## Assignment
The number of lines with the string "Clone" in the listing below is all that should be reported.

## Material supplied
//! # 복습 카드 모델 정의
//!
//! 하이라이트 하나당 하나씩 존재하는 복습 스케줄 레코드와,
//! 평가를 제출할 때마다 추가되는 복습 기록(event)을 표현합니다.
//!
//! ## 카드 상태 흐름
//! ```text
//! New (repetitions=0, interval=0)
//!   └─ 성공(3~5) → Learning (interval 1 → 6)
//!                    └─ 성공 → Graduated (interval = 이전 간격 × EF)
//! 어느 단계에서든 실패(0~2) → repetitions=0, interval=1
//! ```
//! 카드 상태는 스케줄러(`services::scheduler`)만 해석합니다.

use crate::models::{Highlight, SourceType};
use serde::{Deserialize, Serialize};

/// 복습 카드 — DB의 `review_cards` 테이블 한 행
#[derive(Debug, Clone, PartialEq, Serialize, Deserialize, sqlx::FromRow)]
pub struct ReviewCard {
    pub highlight_id: String,
    /// 기억 난이도 계수. 초기값 2.5, 하한 1.3
    pub easiness_factor: f64,
    /// 다음 복습까지의 일 수
    pub interval_days: i64,
    /// 마지막 실패 이후 연속 성공 횟수
    pub repetitions: i64,
    /// 다음 복습 날짜 ("YYYY-MM-DD")
    pub next_review_date: String,
    pub is_active: bool,
    /// 스케줄러가 카드를 갱신할 때마다 1씩 증가. 동시 제출 감지에 사용
    pub revision: i64,
    pub created_at: String,
    pub updated_at: String,
}

/// 복습 기록 — `review_events` 테이블 한 행 (추가만 하고 수정하지 않음)
#[derive(Debug, Clone, Serialize, Deserialize, sqlx::FromRow)]
pub struct ReviewEvent {
    pub id: String,
    pub highlight_id: String,
    pub rating: i64,
    pub previous_easiness: f64,
    pub previous_interval: i64,
    pub previous_repetitions: i64,
    pub easiness_factor: f64,
    pub interval_days: i64,
    pub repetitions: i64,
    pub next_review_date: String,
    /// 복습한 날짜 (서버 현지 날짜, 연속 기록 계산에 사용)
    pub reviewed_on: String,
    pub created_at: String,
}

/// 평가 제출 요청 — `POST /api/v1/reviews/{highlight_id}`
///
/// 범위를 벗어난 값도 일단 받아서 검증 에러(400)로 돌려주기 위해 i64로 받습니다.
#[derive(Debug, Deserialize)]
pub struct SubmitReviewRequest {
    pub rating: i64,
}

/// 평가 제출 결과
#[derive(Debug, Clone, PartialEq, Serialize)]
pub struct ReviewOutcome {
    pub highlight_id: String,
    pub rating: u8,
    pub easiness_factor: f64,
    pub interval_days: i64,
    pub repetitions: i64,
    pub next_review_date: String,
}

/// 오늘 복습할 항목 하나
#[derive(Debug, Clone, Serialize)]
pub struct DueReview {
    pub highlight: Highlight,
    pub source_title: String,
    pub source_type: SourceType,
    pub card: ReviewCard,
}

/// 복습 목록 조회 조건 — `GET /api/v1/reviews/due?limit=20`
#[derive(Debug, Default, Deserialize)]
pub struct DueReviewsQuery {
    pub limit: Option<u32>,
}

/// 카드 상세 (카드 + 복습 기록, 최신순)
#[derive(Debug, Clone, Serialize)]
pub struct ReviewCardDetail {
    pub card: ReviewCard,
    pub history: Vec<ReviewEvent>,
}

/// 카드 활성/비활성 전환 요청 — `PATCH /api/v1/highlights/{id}/review`
#[derive(Debug, Deserialize)]
pub struct SetReviewActiveRequest {
    pub is_active: bool,
}

/// 복습 통계 — `GET /api/v1/reviews/stats`
#[derive(Debug, Clone, Default, PartialEq, Serialize)]
pub struct ReviewStats {
    pub due_today: i64,
    pub due_this_week: i64,
    pub reviewed_today: i64,
    pub reviewed_this_week: i64,
    pub reviewed_this_month: i64,
    pub total_highlights_with_reviews: i64,
    pub average_easiness_factor: f64,
    pub current_streak: u32,
}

## Exercise output
6